- Data for the task:
• • • • •

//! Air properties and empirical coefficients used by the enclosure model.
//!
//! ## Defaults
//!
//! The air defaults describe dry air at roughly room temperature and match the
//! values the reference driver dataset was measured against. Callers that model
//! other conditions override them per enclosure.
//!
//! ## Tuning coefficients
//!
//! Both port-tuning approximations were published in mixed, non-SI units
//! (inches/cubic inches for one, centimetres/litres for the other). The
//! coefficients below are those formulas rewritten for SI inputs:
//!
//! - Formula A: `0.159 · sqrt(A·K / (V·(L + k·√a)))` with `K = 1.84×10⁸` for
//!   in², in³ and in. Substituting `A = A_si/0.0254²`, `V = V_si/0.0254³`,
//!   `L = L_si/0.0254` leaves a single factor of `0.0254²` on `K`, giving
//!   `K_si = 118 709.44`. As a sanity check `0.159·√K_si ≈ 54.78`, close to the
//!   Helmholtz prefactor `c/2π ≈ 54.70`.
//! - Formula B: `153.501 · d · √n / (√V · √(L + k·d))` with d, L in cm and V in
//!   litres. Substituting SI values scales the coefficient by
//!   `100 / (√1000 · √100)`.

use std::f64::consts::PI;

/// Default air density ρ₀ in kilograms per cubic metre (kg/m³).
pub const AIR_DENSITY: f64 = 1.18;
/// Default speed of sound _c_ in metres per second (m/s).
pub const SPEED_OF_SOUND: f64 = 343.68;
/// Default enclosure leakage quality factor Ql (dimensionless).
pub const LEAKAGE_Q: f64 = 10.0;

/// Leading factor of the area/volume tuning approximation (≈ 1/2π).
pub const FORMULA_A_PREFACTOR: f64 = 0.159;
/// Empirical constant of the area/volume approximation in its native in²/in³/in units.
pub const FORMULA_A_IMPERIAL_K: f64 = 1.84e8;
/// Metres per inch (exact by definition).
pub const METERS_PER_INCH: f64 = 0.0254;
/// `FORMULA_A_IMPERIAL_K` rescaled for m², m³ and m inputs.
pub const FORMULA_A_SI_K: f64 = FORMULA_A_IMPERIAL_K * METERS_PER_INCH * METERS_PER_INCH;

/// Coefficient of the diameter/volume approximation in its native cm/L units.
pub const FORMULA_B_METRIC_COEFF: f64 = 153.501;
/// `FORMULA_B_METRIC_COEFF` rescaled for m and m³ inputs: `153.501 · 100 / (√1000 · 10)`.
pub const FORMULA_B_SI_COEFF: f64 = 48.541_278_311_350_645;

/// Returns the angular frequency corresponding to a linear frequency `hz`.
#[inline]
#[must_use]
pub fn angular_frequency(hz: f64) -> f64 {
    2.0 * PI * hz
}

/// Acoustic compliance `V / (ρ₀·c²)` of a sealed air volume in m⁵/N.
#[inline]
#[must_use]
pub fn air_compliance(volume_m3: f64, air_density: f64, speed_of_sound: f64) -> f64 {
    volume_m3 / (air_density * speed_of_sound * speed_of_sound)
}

• • • • •

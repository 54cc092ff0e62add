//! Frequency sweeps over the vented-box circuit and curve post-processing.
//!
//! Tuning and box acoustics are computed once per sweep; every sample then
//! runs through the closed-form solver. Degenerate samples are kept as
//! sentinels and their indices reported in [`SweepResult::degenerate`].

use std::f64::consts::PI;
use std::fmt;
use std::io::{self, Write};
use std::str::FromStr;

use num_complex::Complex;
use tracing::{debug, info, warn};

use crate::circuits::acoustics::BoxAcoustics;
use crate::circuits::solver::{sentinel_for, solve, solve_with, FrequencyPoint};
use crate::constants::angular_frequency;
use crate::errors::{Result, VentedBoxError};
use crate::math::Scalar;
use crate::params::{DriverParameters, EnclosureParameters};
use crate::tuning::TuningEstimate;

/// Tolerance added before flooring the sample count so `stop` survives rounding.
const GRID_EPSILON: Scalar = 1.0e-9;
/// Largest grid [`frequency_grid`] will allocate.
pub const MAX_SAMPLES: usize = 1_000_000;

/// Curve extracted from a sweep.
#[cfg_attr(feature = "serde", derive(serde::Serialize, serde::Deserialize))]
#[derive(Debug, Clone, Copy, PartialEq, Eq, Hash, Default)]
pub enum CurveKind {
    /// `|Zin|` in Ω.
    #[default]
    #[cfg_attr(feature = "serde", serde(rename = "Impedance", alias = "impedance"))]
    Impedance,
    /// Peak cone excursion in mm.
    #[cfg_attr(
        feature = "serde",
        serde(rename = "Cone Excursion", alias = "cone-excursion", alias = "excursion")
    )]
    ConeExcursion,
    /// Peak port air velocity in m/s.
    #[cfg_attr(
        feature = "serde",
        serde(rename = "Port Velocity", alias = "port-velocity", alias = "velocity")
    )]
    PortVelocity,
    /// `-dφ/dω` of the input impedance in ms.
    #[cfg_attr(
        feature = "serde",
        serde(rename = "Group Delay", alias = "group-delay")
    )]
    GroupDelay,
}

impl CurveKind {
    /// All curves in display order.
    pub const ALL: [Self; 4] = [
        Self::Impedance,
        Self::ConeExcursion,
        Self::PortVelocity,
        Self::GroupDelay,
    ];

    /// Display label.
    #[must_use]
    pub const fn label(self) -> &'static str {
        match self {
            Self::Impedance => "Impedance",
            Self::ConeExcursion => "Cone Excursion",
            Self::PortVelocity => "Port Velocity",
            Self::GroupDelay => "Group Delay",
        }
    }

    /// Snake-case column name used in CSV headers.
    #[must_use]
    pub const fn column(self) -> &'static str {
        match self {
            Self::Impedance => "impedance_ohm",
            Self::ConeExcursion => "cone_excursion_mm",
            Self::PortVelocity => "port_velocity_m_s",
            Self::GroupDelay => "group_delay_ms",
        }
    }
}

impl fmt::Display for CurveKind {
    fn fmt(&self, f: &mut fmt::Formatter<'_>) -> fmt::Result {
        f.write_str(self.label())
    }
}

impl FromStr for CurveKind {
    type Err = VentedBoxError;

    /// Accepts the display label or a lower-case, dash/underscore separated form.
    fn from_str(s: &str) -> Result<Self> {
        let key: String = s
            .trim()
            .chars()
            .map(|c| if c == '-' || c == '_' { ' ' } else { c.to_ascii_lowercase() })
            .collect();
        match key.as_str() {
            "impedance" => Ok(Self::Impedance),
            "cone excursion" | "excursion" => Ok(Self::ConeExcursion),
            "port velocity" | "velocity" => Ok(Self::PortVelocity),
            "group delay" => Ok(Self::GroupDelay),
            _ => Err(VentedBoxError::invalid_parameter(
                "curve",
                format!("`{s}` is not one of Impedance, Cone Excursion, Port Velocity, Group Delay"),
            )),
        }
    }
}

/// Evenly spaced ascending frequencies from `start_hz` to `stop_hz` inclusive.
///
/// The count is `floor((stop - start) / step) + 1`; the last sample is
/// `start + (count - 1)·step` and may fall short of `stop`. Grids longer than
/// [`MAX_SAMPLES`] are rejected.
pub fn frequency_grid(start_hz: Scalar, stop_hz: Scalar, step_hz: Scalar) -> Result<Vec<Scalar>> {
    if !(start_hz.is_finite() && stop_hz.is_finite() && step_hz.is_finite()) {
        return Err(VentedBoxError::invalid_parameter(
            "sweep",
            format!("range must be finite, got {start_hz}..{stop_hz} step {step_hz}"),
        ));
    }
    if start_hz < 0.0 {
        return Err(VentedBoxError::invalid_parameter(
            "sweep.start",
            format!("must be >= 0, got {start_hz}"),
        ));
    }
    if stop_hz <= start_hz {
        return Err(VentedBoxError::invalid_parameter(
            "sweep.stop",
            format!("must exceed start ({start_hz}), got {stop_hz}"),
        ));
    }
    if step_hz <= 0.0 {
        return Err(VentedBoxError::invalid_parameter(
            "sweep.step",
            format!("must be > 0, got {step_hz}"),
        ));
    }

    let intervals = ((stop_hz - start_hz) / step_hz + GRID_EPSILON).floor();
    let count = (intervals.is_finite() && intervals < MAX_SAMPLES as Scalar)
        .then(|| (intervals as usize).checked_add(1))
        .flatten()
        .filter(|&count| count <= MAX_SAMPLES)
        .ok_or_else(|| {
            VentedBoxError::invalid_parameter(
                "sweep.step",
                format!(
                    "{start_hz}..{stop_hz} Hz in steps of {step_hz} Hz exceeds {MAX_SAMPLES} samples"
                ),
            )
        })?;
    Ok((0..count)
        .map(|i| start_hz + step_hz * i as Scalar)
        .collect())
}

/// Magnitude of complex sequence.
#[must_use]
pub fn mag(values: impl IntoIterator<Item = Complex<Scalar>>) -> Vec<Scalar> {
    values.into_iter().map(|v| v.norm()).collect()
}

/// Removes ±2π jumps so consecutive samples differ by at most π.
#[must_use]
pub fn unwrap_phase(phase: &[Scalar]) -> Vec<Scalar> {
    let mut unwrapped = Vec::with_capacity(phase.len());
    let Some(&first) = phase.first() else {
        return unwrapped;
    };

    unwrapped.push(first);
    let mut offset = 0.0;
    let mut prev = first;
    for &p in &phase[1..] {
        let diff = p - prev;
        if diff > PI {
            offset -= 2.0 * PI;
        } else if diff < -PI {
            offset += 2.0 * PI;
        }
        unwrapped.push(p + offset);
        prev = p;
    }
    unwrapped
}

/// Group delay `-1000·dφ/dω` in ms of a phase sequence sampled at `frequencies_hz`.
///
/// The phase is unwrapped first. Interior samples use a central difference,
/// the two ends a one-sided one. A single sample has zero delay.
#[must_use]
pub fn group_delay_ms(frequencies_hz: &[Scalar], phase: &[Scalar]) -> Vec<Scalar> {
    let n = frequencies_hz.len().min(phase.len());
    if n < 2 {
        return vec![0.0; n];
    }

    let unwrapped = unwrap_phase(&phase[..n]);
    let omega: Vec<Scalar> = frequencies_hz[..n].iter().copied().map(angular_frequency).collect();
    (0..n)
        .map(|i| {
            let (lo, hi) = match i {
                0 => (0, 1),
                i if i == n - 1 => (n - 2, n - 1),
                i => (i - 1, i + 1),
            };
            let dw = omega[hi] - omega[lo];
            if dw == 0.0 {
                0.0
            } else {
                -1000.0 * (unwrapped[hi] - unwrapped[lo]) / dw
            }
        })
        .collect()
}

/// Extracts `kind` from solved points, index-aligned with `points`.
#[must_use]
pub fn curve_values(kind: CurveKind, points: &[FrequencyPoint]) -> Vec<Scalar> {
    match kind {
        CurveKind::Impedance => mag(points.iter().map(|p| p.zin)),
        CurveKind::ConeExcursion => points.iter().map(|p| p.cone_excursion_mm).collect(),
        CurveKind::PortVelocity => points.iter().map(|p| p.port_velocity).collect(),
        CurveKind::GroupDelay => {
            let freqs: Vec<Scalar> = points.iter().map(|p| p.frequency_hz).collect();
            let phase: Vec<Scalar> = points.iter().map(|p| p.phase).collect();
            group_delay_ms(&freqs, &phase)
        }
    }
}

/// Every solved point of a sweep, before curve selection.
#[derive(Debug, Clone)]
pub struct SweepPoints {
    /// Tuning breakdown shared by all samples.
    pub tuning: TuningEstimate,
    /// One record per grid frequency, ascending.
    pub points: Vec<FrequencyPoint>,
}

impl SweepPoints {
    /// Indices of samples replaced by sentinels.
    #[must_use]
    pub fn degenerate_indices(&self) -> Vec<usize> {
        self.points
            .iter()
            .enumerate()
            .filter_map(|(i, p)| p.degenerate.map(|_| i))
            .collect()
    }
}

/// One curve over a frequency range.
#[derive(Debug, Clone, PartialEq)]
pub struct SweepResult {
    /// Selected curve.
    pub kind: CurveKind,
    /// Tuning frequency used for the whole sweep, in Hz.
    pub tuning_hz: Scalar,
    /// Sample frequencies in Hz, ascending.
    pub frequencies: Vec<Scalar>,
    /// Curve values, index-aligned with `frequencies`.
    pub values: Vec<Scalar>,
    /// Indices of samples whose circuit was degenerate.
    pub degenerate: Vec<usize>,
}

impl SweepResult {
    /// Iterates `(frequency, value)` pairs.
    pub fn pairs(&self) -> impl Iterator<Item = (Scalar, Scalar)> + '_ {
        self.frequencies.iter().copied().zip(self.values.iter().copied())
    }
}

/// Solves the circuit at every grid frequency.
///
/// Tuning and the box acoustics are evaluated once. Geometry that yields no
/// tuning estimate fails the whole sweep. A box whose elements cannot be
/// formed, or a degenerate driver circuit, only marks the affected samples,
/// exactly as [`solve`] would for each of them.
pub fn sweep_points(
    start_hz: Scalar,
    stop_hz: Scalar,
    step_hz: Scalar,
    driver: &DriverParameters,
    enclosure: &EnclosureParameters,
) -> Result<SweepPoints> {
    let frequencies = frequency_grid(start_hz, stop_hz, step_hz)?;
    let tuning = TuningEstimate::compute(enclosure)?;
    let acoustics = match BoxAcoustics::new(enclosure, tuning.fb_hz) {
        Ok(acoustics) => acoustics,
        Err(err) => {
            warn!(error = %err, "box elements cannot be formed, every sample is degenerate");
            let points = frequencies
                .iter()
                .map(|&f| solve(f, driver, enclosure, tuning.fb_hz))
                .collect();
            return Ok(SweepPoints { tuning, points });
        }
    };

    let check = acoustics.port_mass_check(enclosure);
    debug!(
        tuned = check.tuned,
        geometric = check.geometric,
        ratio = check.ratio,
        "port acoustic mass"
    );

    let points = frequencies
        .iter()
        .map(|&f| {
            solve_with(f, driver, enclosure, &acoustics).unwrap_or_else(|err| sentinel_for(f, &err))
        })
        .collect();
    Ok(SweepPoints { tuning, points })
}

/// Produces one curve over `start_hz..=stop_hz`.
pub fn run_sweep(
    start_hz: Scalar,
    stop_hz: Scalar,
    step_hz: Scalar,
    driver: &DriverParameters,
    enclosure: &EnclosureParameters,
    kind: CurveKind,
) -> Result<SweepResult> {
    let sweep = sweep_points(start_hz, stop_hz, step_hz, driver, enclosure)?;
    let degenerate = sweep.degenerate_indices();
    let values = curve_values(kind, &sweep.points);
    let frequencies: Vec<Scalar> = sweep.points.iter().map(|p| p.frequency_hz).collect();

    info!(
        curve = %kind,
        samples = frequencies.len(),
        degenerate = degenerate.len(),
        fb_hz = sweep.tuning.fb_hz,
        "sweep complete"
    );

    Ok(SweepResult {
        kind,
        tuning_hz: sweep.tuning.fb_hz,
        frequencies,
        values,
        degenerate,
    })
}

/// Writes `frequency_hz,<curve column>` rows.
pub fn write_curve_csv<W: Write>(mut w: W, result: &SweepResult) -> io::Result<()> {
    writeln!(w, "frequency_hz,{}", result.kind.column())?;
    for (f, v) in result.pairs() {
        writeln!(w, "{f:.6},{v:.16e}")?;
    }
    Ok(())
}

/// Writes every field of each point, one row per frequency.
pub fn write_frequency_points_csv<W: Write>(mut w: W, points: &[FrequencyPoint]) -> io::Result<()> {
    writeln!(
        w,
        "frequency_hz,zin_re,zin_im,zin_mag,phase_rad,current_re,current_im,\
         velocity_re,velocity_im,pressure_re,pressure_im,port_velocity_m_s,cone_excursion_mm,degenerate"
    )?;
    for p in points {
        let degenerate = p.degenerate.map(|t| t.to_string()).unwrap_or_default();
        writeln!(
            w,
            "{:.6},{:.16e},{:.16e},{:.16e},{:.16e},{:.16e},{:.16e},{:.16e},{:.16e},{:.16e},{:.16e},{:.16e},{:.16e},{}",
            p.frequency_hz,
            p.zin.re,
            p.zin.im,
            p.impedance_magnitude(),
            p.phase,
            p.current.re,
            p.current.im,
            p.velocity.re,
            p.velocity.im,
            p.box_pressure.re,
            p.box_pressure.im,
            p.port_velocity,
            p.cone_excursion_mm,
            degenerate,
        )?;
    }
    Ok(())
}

• • • • •

- Task requirements: Above are some lines. Repeat exactly, and only, those from the line that has "by at most π." through the line that has "solved points, index-aligned".

- Your solution:
/// Removes ±2π jumps so consecutive samples differ by at most π.
#[must_use]
pub fn unwrap_phase(phase: &[Scalar]) -> Vec<Scalar> {
    let mut unwrapped = Vec::with_capacity(phase.len());
    let Some(&first) = phase.first() else {
        return unwrapped;
    };

    unwrapped.push(first);
    let mut offset = 0.0;
    let mut prev = first;
    for &p in &phase[1..] {
        let diff = p - prev;
        if diff > PI {
            offset -= 2.0 * PI;
        } else if diff < -PI {
            offset += 2.0 * PI;
        }
        unwrapped.push(p + offset);
        prev = p;
    }
    unwrapped
}

/// Group delay `-1000·dφ/dω` in ms of a phase sequence sampled at `frequencies_hz`.
///
/// The phase is unwrapped first. Interior samples use a central difference,
/// the two ends a one-sided one. A single sample has zero delay.
#[must_use]
pub fn group_delay_ms(frequencies_hz: &[Scalar], phase: &[Scalar]) -> Vec<Scalar> {
    let n = frequencies_hz.len().min(phase.len());
    if n < 2 {
        return vec![0.0; n];
    }

    let unwrapped = unwrap_phase(&phase[..n]);
    let omega: Vec<Scalar> = frequencies_hz[..n].iter().copied().map(angular_frequency).collect();
    (0..n)
        .map(|i| {
            let (lo, hi) = match i {
                0 => (0, 1),
                i if i == n - 1 => (n - 2, n - 1),
                i => (i - 1, i + 1),
            };
            let dw = omega[hi] - omega[lo];
            if dw == 0.0 {
                0.0
            } else {
                -1000.0 * (unwrapped[hi] - unwrapped[lo]) / dw
            }
        })
        .collect()
}

/// Extracts `kind` from solved points, index-aligned with `points`.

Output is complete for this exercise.